Metaphors are powerful devices to get Buy-in for your presentation. This is an extract from my book ‘The Presentation Blueprint’.
Once upon a time…
[dropcap]W[/dropcap]hat are Metaphors? The dictionary meaning of metaphor derived from Merrium Websters’ Dictionary classifies it as:
“A figure of speech in which an expression is used to refer to something that it does not literally denote in order to suggest a similarity”
The more common meaning of metaphor is a figure of speech that is used to paint one concept with the attributes normally associated with another.
Understand How A Metaphor Works to Work it
To use a metaphor; we can think of metaphors as seeing the world through the bottom of a glass, in essence it has the same qualities and meaning yet is different.
We can abstract from this, that what we see and hear from a metaphor is what we wish to pay attention to, in the same way as looking through the glass, what we see is fundamentally the same without looking through the glass but different enough for us to perceive something else.

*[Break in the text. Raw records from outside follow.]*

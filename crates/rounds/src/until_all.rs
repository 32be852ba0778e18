//! Rounds that wait for the full participant set.

use crate::collection::Collection;
use crate::{Payload, PayloadError, Round, RoundInitError};
use conclave_types::{Event, Participant, RoundId, SynchronizedData};
use indexmap::IndexMap;
use serde_json::Value;
use tracing::debug;

/// Configuration for [`CollectDifferentUntilAll`].
#[derive(Debug, Clone)]
pub struct DifferentUntilAllConfig {
    /// Emitted once every participant has submitted.
    pub done_event: Event,

    /// Snapshot key receiving the full sender-keyed collection.
    pub collection_key: &'static str,
}

/// Collects a distinct payload from every participant.
///
/// Each sender submits exactly once and no value may repeat; the round
/// resolves only when the collection covers the whole participant set.
#[derive(Debug)]
pub struct CollectDifferentUntilAll {
    collection: Collection,
    data: SynchronizedData,
    config: DifferentUntilAllConfig,
}

impl CollectDifferentUntilAll {
    /// Create the round from the latest snapshot.
    pub fn new(
        id: RoundId,
        data: SynchronizedData,
        config: DifferentUntilAllConfig,
    ) -> Result<Self, RoundInitError> {
        let collection = Collection::from_snapshot(id, &data)?;
        Ok(Self {
            collection,
            data,
            config,
        })
    }
}

impl Round for CollectDifferentUntilAll {
    fn id(&self) -> RoundId {
        self.collection.round_id()
    }

    fn check_payload(&self, payload: &Payload) -> Result<(), PayloadError> {
        self.collection.check_distinct(payload)
    }

    fn process_payload(&mut self, payload: Payload) -> Result<(), PayloadError> {
        self.collection.record_distinct(payload)
    }

    fn end_of_block(&mut self) -> Option<(SynchronizedData, Event)> {
        if !self.collection.is_full() {
            return None;
        }
        let updated = self.data.update([(
            self.config.collection_key.to_owned(),
            self.collection.as_json(),
        )]);
        Some((updated, self.config.done_event))
    }

    fn collection(&self) -> &IndexMap<Participant, Value> {
        self.collection.entries()
    }

    fn threshold_reached(&self) -> bool {
        self.collection.is_full()
    }
}

/// Configuration for [`CollectSameUntilAll`].
#[derive(Debug, Clone)]
pub struct SameUntilAllConfig {
    /// Emitted once unanimity has held for the settle window.
    pub done_event: Event,

    /// Snapshot key receiving the agreed value.
    pub collection_key: &'static str,

    /// Extra end-of-block evaluations to wait after everyone has submitted,
    /// admitting late-rejoining senders before finalizing.
    pub required_confirmations: u64,
}

/// Collects the same payload from every participant.
///
/// Divergent values are rejected at submission, so the collection only ever
/// holds one distinct value. After the last participant submits, a settle
/// counter increments once per end-of-block and the round resolves only once
/// the counter exceeds the configured confirmation window.
#[derive(Debug)]
pub struct CollectSameUntilAll {
    collection: Collection,
    data: SynchronizedData,
    config: SameUntilAllConfig,
    confirmations: u64,
}

impl CollectSameUntilAll {
    /// Create the round from the latest snapshot.
    pub fn new(
        id: RoundId,
        data: SynchronizedData,
        config: SameUntilAllConfig,
    ) -> Result<Self, RoundInitError> {
        let collection = Collection::from_snapshot(id, &data)?;
        Ok(Self {
            collection,
            data,
            config,
            confirmations: 0,
        })
    }

    /// End-of-block evaluations seen since unanimity was reached.
    pub fn confirmations(&self) -> u64 {
        self.confirmations
    }
}

impl Round for CollectSameUntilAll {
    fn id(&self) -> RoundId {
        self.collection.round_id()
    }

    fn check_payload(&self, payload: &Payload) -> Result<(), PayloadError> {
        self.collection.check_unanimous(payload)
    }

    fn process_payload(&mut self, payload: Payload) -> Result<(), PayloadError> {
        self.collection.record_unanimous(payload)
    }

    fn end_of_block(&mut self) -> Option<(SynchronizedData, Event)> {
        if !self.collection.is_full() {
            return None;
        }
        self.confirmations += 1;
        if self.confirmations <= self.config.required_confirmations {
            debug!(
                round = %self.id(),
                confirmations = self.confirmations,
                required = self.config.required_confirmations,
                "unanimity reached, waiting out the settle window"
            );
            return None;
        }
        let agreed = self
            .collection
            .entries()
            .values()
            .next()
            .cloned()
            .unwrap_or(Value::Null);
        let updated = self
            .data
            .update([(self.config.collection_key.to_owned(), agreed)]);
        Some((updated, self.config.done_event))
    }

    fn collection(&self) -> &IndexMap<Participant, Value> {
        self.collection.entries()
    }

    fn threshold_reached(&self) -> bool {
        self.collection.is_full()
    }
}
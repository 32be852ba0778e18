//! Per-agent scheduler mapping consensus rounds to local behaviours.
//!
//! Each agent runs one [`RoundBehaviourScheduler`]: a single-threaded,
//! tick-driven driver that observes the consensus engine's round signal
//! through a [`ConsensusFeed`] and keeps exactly one main [`Behaviour`]
//! active for the current round, alongside an independent set of background
//! behaviours that tick on every call.
//!
//! All activity is gated behind the local health of the consensus channel;
//! while it is unhealthy the scheduler only drives the recovery action.

mod behaviour;
mod config;
mod feed;
mod scheduler;

pub use behaviour::{AgentAction, Behaviour, BehaviourCx};
pub use config::EngineConfig;
pub use feed::{ConsensusFeed, RecoveryStatus};
pub use scheduler::{BehaviourDef, RoundBehaviourScheduler, SchedulerBuilder, SchedulerError};
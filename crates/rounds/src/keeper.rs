//! Only-keeper-sends round.

use crate::collection::Collection;
use crate::{Payload, PayloadError, Round, RoundInitError};
use conclave_types::{Event, Participant, RoundId, SyncDataError, SynchronizedData};
use indexmap::IndexMap;
use serde_json::Value;

/// Configuration for [`OnlyKeeperSends`].
#[derive(Debug, Clone)]
pub struct KeeperConfig {
    /// Emitted when the keeper submits a non-null value.
    pub done_event: Event,

    /// Emitted when the keeper submits null (it could not produce a result).
    pub fail_event: Event,

    /// Snapshot key holding the elected keeper's address.
    pub keeper_key: &'static str,

    /// Snapshot key receiving the keeper's value.
    pub payload_key: &'static str,
}

/// Round resolved by a single distinguished sender.
///
/// The keeper address is read from the snapshot at round start; payloads
/// from every other sender are rejected and have no effect on the outcome.
#[derive(Debug)]
pub struct OnlyKeeperSends {
    collection: Collection,
    keeper: Participant,
    data: SynchronizedData,
    config: KeeperConfig,
}

impl OnlyKeeperSends {
    /// Create the round from the latest snapshot.
    ///
    /// Fails if the keeper key is absent or not an address string; the
    /// composition-time precondition check makes that a wiring bug.
    pub fn new(
        id: RoundId,
        data: SynchronizedData,
        config: KeeperConfig,
    ) -> Result<Self, RoundInitError> {
        let collection = Collection::from_snapshot(id, &data)?;
        let keeper = data
            .get_strict(config.keeper_key)
            .and_then(|value| {
                value
                    .as_str()
                    .map(Participant::new)
                    .ok_or_else(|| SyncDataError::MalformedKey {
                        key: config.keeper_key.to_owned(),
                        reason: "expected an address string".to_owned(),
                    })
            })
            .map_err(|source| RoundInitError::Snapshot { round: id, source })?;
        Ok(Self {
            collection,
            keeper,
            data,
            config,
        })
    }

    /// The elected keeper for this round.
    pub fn keeper(&self) -> &Participant {
        &self.keeper
    }

    fn keeper_value(&self) -> Option<&Value> {
        self.collection.entries().get(&self.keeper)
    }
}

impl Round for OnlyKeeperSends {
    fn id(&self) -> RoundId {
        self.collection.round_id()
    }

    fn check_payload(&self, payload: &Payload) -> Result<(), PayloadError> {
        self.collection.check_same(payload)?;
        if payload.sender != self.keeper {
            return Err(PayloadError::NotKeeper {
                round: self.id(),
                sender: payload.sender.clone(),
            });
        }
        if self.keeper_value().is_some() {
            return Err(PayloadError::AlreadySubmitted {
                round: self.id(),
                sender: payload.sender.clone(),
            });
        }
        Ok(())
    }

    fn process_payload(&mut self, payload: Payload) -> Result<(), PayloadError> {
        self.check_payload(&payload)?;
        self.collection.record_same(payload)
    }

    fn end_of_block(&mut self) -> Option<(SynchronizedData, Event)> {
        let value = self.keeper_value()?;
        if value.is_null() {
            return Some((self.data.clone(), self.config.fail_event));
        }
        let updated = self
            .data
            .update([(self.config.payload_key.to_owned(), value.clone())]);
        Some((updated, self.config.done_event))
    }

    fn collection(&self) -> &IndexMap<Participant, Value> {
        self.collection.entries()
    }

    fn threshold_reached(&self) -> bool {
        self.keeper_value().is_some()
    }
}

Metaphors in the same way are different enough from the idea, situation or concept with which we initially refer to but allow a different quality and angle with which to interpret them.
Deeper Meaning than before
Metaphors allow you to derive new and deeper or extended meaning from the same thing.
For example: My car is like a racing horse or the cloud is like cotton candy.
The subjects (car and cloud) that are being referenced in the metaphor (as – racing horse and cotton candy) are not really the same as what they are being referenced as i.e. a car is not a racing horse nor is a cloud cotton candy; yet we are able to derive new meaning from them and attach it to the initial subject.
We are able to mentally make associations between one thing and another. We are able to make connections of similarities, even if the similarities are tenuous in link.
This makes the use of metaphor a very special category because we can use something else to describe one thing (like a racing horse is like a car) that has no apparent similarity, we are then able to unconsciously find similarities between the two things and make a comparative analysis between them and say ‘hey this is like that’ even though they are not, you could say it’s like two different peas in the same pod.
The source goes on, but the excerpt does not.